La porte endormie s'ouvre avec un grincement. L'ascenseur s'ouvre, brille dans la pénombre et fonce vers son appartement. Serrure, clin d'œil, révérence exagérée pour lui tenir la porte, elle pouffe. Ensuite elle entre, terrain inconnu, elle observe : le canapé rouge, les coussins blancs, le chat roux, il lui en a parlé, c'est Moustache, pas très original, je sais, les photos aux murs, New-York, Athènes, ses parents, Paris, un lama, Tokyo, un bouton, sa guitare est posée contre le mur. Il enlève sa veste et la débarrasse de la sienne, lui montre l'appartement, elle prend un thé, lui un whisky, ils s'affalent dans le canapé, se regardent, se sourient, le thé fume, il se retrouve sur la table basse, à côté du verre, les yeux plongent l'un dans l'autre, les doigts se mêlent, les lèvres se rapprochent, les cœurs s'unissent, les mots se taisent, les bras se referment. Il ne veut pas aller trop vite, elle non plus, c'est un coup de foudre, toi aussi, tu l'as senti ? Oui, c'est la première fois que ça m'arrive, moi aussi, lampée de thé, j'adore ton parfum, merci, c'est joli chez toi, j'ai décoré tout ça avec ma sœur, ah cool, et sinon, tu disais, t'aimes bien Werber, j'ai jamais été en Australie, faudrait que j'achète du lait, c'est lequel ton préféré ? Franchement, le meilleur, c'est le troisième, et là, il me sort un cran d'arrêt, en même temps tu peux pas contraindre un enfant à manger de la moutarde, c'est complètement ridicule de vouloir se faire tatouer les sourcils, tes yeux sont magnifiques, c'est moi ou les voisins font trop de bruit pour n'être qu'à deux ? Non, c'est toujours comme ça, tu en veux encore ? La crème brûlée de ma mère et les éclairs au chocolat, j'aurais pas dû lui dire qu'il avait tort, et ensuite elle s'est tiré une balle dans la tête, je sais, j'ai lu les quatre, t'as vu le ballet Béjart sur la neuvième de Beethoven ? Et ainsi de suite.

Écoute, prends mon lit, je vais dormir sur le canapé, non mais ça me dérange pas, t'es sûr ? Oui oui, si je te le propose, dit-il dans un sourire. Mais je vais plutôt rentrer chez moi, en plus j'ai pas mes affaires, non mais tu vas pas sortir à cette heure-ci ? Merde, t'as raison, c'est trop tard, ou trop tôt, petit rire, clin d'œil, écoute, je sais qu'on se connaît que depuis quelques heures, mais je te promets que tu peux me faire confiance, ah, mais bien sûr, c'est pas un problème, je veux juste pas te déranger, et puis on a trop bu pour prendre la route, aller, va te changer, moi, je reste ici et demain, je te ramène chez toi. Elle ne veut plus jamais rentrer chez elle.
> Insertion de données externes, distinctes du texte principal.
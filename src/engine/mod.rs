//! Contract of the optimization engine driven by the harness, and its
//! `good_lp` implementation.

pub use self::lp::LpEngine;
pub use self::stop::StopToken;

mod lp;
mod stop;

use crate::builder::AssignmentModel;
use crate::model::Solution;
use serde::{Deserialize, Serialize};
use thiserror::Error;

/// Notifications sent by an engine while it searches.
#[derive(Clone, Copy, Debug, PartialEq)]
pub enum Event<'a> {
    Log(&'a str),
    /// A new objective tier is being optimized.
    Tier { index: usize, priority: u32 },
    /// Bound and incumbent value for the current tier.
    Progress { bound: f64, objective: f64 },
}

pub trait Observer {
    fn notify(&mut self, event: Event<'_>);
}

impl<F> Observer for F
where
    F: FnMut(Event<'_>),
{
    fn notify(&mut self, event: Event<'_>) {
        self(event)
    }
}

/// How a search concluded.
#[derive(Clone, Copy, Debug, Eq, PartialEq, Deserialize, Serialize)]
#[serde(rename_all = "snake_case")]
pub enum Termination {
    /// Every tier was optimized.
    Optimal,
    /// Stopped early (request or time limit) with an incumbent.
    Feasible,
    /// No assignment satisfies the hard constraints.
    Infeasible,
}

#[derive(Clone, Debug, PartialEq)]
pub struct Incumbent {
    pub solution: Solution,
    /// Value reached for each tier solved so far, highest priority first.
    pub tier_values: Vec<f64>,
}

#[derive(Clone, Debug, PartialEq)]
pub enum EngineOutcome {
    Optimal(Incumbent),
    Feasible(Incumbent),
    Infeasible,
    /// Stopped before any incumbent was found.
    Interrupted,
}

impl EngineOutcome {
    pub fn termination(&self) -> Option<Termination> {
        match self {
            EngineOutcome::Optimal(_) => Some(Termination::Optimal),
            EngineOutcome::Feasible(_) => Some(Termination::Feasible),
            EngineOutcome::Infeasible => Some(Termination::Infeasible),
            EngineOutcome::Interrupted => None,
        }
    }

    pub fn incumbent(&self) -> Option<&Incumbent> {
        match self {
            EngineOutcome::Optimal(incumbent) | EngineOutcome::Feasible(incumbent) => {
                Some(incumbent)
            }
            _ => None,
        }
    }

    pub fn into_solution(self) -> Option<Solution> {
        match self {
            EngineOutcome::Optimal(incumbent) | EngineOutcome::Feasible(incumbent) => {
                Some(incumbent.solution)
            }
            _ => None,
        }
    }
}

#[derive(Debug, Error)]
pub enum EngineError {
    #[error("solver failure: {0}")]
    Solver(String),
    #[error("objective is unbounded in tier {tier}")]
    Unbounded { tier: usize },
}

/// Given the variables, constraints and prioritized objective of a model,
/// search for an assignment, honoring stop requests between steps.
pub trait Engine {
    fn solve(
        &mut self,
        model: &AssignmentModel,
        observer: &mut dyn Observer,
        stop: &StopToken,
    ) -> Result<EngineOutcome, EngineError>;
}
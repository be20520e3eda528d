use crate::model::{Instance, ModelError, Project, ProjectId, SkillLevel, Student, StudentId};
use std::collections::HashMap;

/// Dense view of an instance: students, projects and languages are addressed
/// by their position (starting at 0 and without gaps) instead of their ids.
/// Building the index checks every structural invariant of the instance.
#[derive(Debug)]
pub struct InstanceIndex<'a> {
    instance: &'a Instance,
    students: HashMap<StudentId, usize>,
    projects: HashMap<ProjectId, usize>,
    skills: Vec<Vec<SkillLevel>>,
}

fn check_project(project: &Project, languages: usize) -> Result<(), ModelError> {
    if project.min > project.max {
        return Err(ModelError::InvalidCapacity {
            project: project.id,
            min: project.min,
            max: project.max,
        });
    }
    if project.opt < project.min || project.opt > project.max {
        return Err(ModelError::InvalidOptimum {
            project: project.id,
            min: project.min,
            opt: project.opt,
            max: project.max,
        });
    }
    if project.role_ratio > 100 {
        return Err(ModelError::InvalidRoleRatio {
            project: project.id,
            ratio: project.role_ratio,
        });
    }
    if project.skill_requirements.len() > languages {
        return Err(ModelError::UnknownRequirement {
            project: project.id,
            requirements: project.skill_requirements.len(),
            languages,
        });
    }
    Ok(())
}

fn check_choices(
    student: &Student,
    projects: &HashMap<ProjectId, usize>,
) -> Result<(), ModelError> {
    for &project in student.preferred.iter().chain(&student.disliked) {
        if !projects.contains_key(&project) {
            return Err(ModelError::UnknownProject {
                student: student.id,
                project,
            });
        }
    }
    for choices in [&student.preferred, &student.disliked] {
        if let Some((_, &project)) = choices
            .iter()
            .enumerate()
            .find(|&(i, p)| choices[..i].contains(p))
        {
            return Err(ModelError::DuplicateChoice {
                student: student.id,
                project,
            });
        }
    }
    if let Some(&project) = student.preferred.iter().find(|&&p| student.dislikes(p)) {
        return Err(ModelError::ConflictingChoice {
            student: student.id,
            project,
        });
    }
    Ok(())
}

impl<'a> InstanceIndex<'a> {
    pub fn new(instance: &'a Instance) -> Result<InstanceIndex<'a>, ModelError> {
        let mut languages = HashMap::new();
        for (l, language) in instance.languages.iter().enumerate() {
            if languages.insert(language.as_str(), l).is_some() {
                return Err(ModelError::DuplicateLanguage(language.clone()));
            }
        }
        let mut projects = HashMap::new();
        for (p, project) in instance.projects.iter().enumerate() {
            if projects.insert(project.id, p).is_some() {
                return Err(ModelError::DuplicateProject(project.id));
            }
            check_project(project, languages.len())?;
        }
        let mut students = HashMap::new();
        let mut skills = Vec::with_capacity(instance.students.len());
        for (s, student) in instance.students.iter().enumerate() {
            if students.insert(student.id, s).is_some() {
                return Err(ModelError::DuplicateStudent(student.id));
            }
            check_choices(student, &projects)?;
            let mut levels = vec![SkillLevel::None; languages.len()];
            for (language, &level) in &student.skills {
                let l = languages.get(language.as_str()).ok_or_else(|| {
                    ModelError::UnknownLanguage {
                        student: student.id,
                        language: language.clone(),
                    }
                })?;
                levels[*l] = level;
            }
            skills.push(levels);
        }
        Ok(InstanceIndex {
            instance,
            students,
            projects,
            skills,
        })
    }

    pub fn instance(&self) -> &'a Instance {
        self.instance
    }

    pub fn students(&self) -> &'a [Student] {
        &self.instance.students
    }

    pub fn projects(&self) -> &'a [Project] {
        &self.instance.projects
    }

    pub fn languages(&self) -> &'a [String] {
        &self.instance.languages
    }

    pub fn student(&self, s: usize) -> &'a Student {
        &self.instance.students[s]
    }

    pub fn project(&self, p: usize) -> &'a Project {
        &self.instance.projects[p]
    }

    pub fn student_index(&self, id: StudentId) -> Option<usize> {
        self.students.get(&id).copied()
    }

    pub fn project_index(&self, id: ProjectId) -> Option<usize> {
        self.projects.get(&id).copied()
    }

    pub fn skill(&self, s: usize, l: usize) -> SkillLevel {
        self.skills[s][l]
    }

    pub fn prefers(&self, s: usize, p: usize) -> bool {
        self.student(s).prefers(self.project(p).id)
    }

    pub fn dislikes(&self, s: usize, p: usize) -> bool {
        self.student(s).dislikes(self.project(p).id)
    }

    /// Whether the student has any proficiency in a language the project
    /// requires.
    pub fn is_relevant(&self, s: usize, p: usize) -> bool {
        self.project(p)
            .required_languages()
            .any(|l| self.skill(s, l) > SkillLevel::None)
    }
}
Elle ne doit pas travailler le lendemain, alors elle passe la journée à préparer ses affaires. Elle ne sait pas dans quoi elle se jette, elle veut juste tester. Elle se lance dans l'amour, ça me fera du bien. Elle l'appelle, il décroche, leur cœur s'arrête quand il entend la voix de l'aimé(e), elle dit viens me chercher à quinze heures, on va chez toi, comment ça ? Je viens vivre avec toi, c'est pas un peu, non t'inquiètes, on va juste se mettre ensemble et si ça marche pas tant pis, nan mais écoute, et si je nous prenais du champagne ? Écoute moi s'il te plaît, ah, ça va, j'en ai encore une bouteille au frigo, dis, tu m'écoutes ? Oui oui, je t'en prie, je crois que tu vas un peu trop vite, comment ça ? Ben, on s'est rencontré hier soir, on a parlé toute la nuit et hop, on est prêts à vivre ensemble ? je ne crois pas que ça marche vraiment comme, ah bon ? on fait quoi alors ? Ben, on pourrait se faire un resto, oh oui, un resto, j'ai un petit italien près de chez, non attends, j'ai une idée, tu viens près de chez moi, comme ça après on va chez moi, très bonne idée, et sinon le boulot ? Ah et j'ai vu le dernier épisode ce matin, non mais tu te rends compte, parler comme ça à son enfant, c'est vrai qu'il a souvent mal au ventre, donc on fait comme ça ? Ok, à ce soir, oui bisous, oh juste une dernière petite chose, oui ? Je t'aime, et il raccroche. Son cœur bat vite, chamade, chevauchée céleste des chatouillis abdominaux, contemplation de sa vie et sourire improbable. Ils s'aiment.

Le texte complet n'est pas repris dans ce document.